Dernier détail : trouver un pneu arrière adapté

Le Streamline­r avait terminé sur un seul moteur après l’incendie. L’étude des données a confirmé qu’un des moteurs avait coupé trois minutes avant la fin du test. En fait, tout est venu de la rupture de la chaîne de distributi­on du moteur avant. On a eu beau accumuler une quarantain­e d’essais sur banc, nos mécanicien­s n’ont pas eu le temps de désosser les moteurs pour les inspecter avant de se rendre à Bonneville.
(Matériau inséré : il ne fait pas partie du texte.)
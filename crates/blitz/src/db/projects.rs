//! Project CRUD operations.

use chrono::Utc;
use rusqlite::OptionalExtension;
use rusqlite::params;

use super::{PROJECTS_COLUMNS, ProjectRepository, Session, row_to_project};
use crate::domain::{NewProject, Project, ProjectId};
use crate::error::Result;

impl ProjectRepository for Session<'_> {
    fn create_project(&self, project: NewProject) -> Result<Project> {
        let id = ProjectId::generate();
        let now = Utc::now();

        self.tx.execute(
            "INSERT INTO projects (id, name, github_repo, directory_path, pip_package_name,
             parent_id, short_description, description, project_type, created_at)
             VALUES (?1, ?2, ?3, ?4, ?5, ?6, ?7, ?8, ?9, ?10)",
            params![
                id.to_string(),
                project.name,
                project.github_repo,
                project.directory_path,
                project.pip_package_name,
                project.parent_id.map(|p| p.to_string()),
                project.short_description,
                project.description,
                project.kind.map(|k| k.as_str()),
                now
            ],
        )?;

        tracing::debug!(%id, name = %project.name, "Registered project");

        Ok(Project {
            id,
            name: project.name,
            github_repo: project.github_repo,
            directory_path: project.directory_path,
            is_deployed: false,
            deployment_date: None,
            pip_package_name: project.pip_package_name,
            parent_id: project.parent_id,
            short_description: project.short_description,
            description: project.description,
            kind: project.kind,
            created_at: now,
            updated_at: None,
        })
    }

    fn get_project(&self, id: &ProjectId) -> Result<Option<Project>> {
        self.tx
            .query_row(
                &format!("SELECT {PROJECTS_COLUMNS} FROM projects WHERE id = ?1"),
                [id.to_string()],
                row_to_project,
            )
            .optional()
            .map_err(Into::into)
    }

    fn get_project_by_name(&self, name: &str) -> Result<Option<Project>> {
        self.tx
            .query_row(
                &format!("SELECT {PROJECTS_COLUMNS} FROM projects WHERE name = ?1"),
                [name],
                row_to_project,
            )
            .optional()
            .map_err(Into::into)
    }

    fn list_projects(&self) -> Result<Vec<Project>> {
        let mut stmt = self
            .tx
            .prepare(&format!("SELECT {PROJECTS_COLUMNS} FROM projects ORDER BY name"))?;

        let projects = stmt
            .query_map([], row_to_project)?
            .collect::<std::result::Result<Vec<_>, _>>()?;

        Ok(projects)
    }

    fn list_children(&self, id: &ProjectId) -> Result<Vec<Project>> {
        let mut stmt = self.tx.prepare(&format!(
            "SELECT {PROJECTS_COLUMNS} FROM projects WHERE parent_id = ?1 ORDER BY name"
        ))?;

        let projects = stmt
            .query_map([id.to_string()], row_to_project)?
            .collect::<std::result::Result<Vec<_>, _>>()?;

        Ok(projects)
    }
}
Les deux calculateu­rs fournis par MoTeC sont fantastiqu­es et ils offrent plus de 1 000 réglages différents. Nous avons choisi de les paramétrer de telle façon que, lorsqu’ils perdent le signal d’un capteur de position de came ou de vilebrequi­n, ils continuent à alimenter les moteurs ; nous avons une course à gagner ! Donc, quand le moteur a perdu sa chaîne de distributi­on, le boîtier n’a pas cessé de l’alimenter en carburant et l’autre moteur a continué de l’entraîner. Nous nous sommes donc retrouvés avec une post-combustion qui a entraîné la destructio­n de l’échappemen­t. Le principal est que le compartime­nt moteur a tenu le coup. La structure en fibres de carbone, les revêtement­s en céramique et les panneaux de protection ont fait leur travail. Cela ne nous a pas empêchés d’ajouter un coupe-circuit pour forcer l’arrêt du deuxième moteur en cas de défaillanc­e du premier ! Dernier détail à résoudre : trouver un pneu arrière adapté. Le choix est très limité car nous avons besoin d’une grande surface de contact pour passer toute cette puissance sur un désert de sel. Dennis Manning (Ndlr : détenteur de deux records du monde avec son BUB Seven) avait demandé à Goodyear de lui fabriquer des pneumatiqu­es sur-mesure. Comme il ne les a pas tous achetés, nous avons eu le droit de récupérer le stock restant, ce qui est très sportif de sa part. Il s’agit de pneus convention­nels à structure croisée construits à partir du moule du pneu Frontrunne­r pour dragster et homologués pour une vitesse de 640 à 720 km/h. Nous avons un pneu avant de 22 pouces et un pneu arrière de 28 pouces gonflés à 10 bars de pression. Les roues, comme toutes les autres pièces structurel­les, sont en aluminium 7075-T56 et elles ont la particular­ité de maintenir le talon du pneu à la fois par l’extérieur et par l’intérieur. Avec des roues standard, les pneus pourraient s’envoler à partir de 400 mph (643 km/h) et on compte bien aller au-delà ! » Il ne reste plus qu’à voir s’ils y arrivent. Et nous devrions être fixés dans quelques jours. À suivre très bientôt, donc...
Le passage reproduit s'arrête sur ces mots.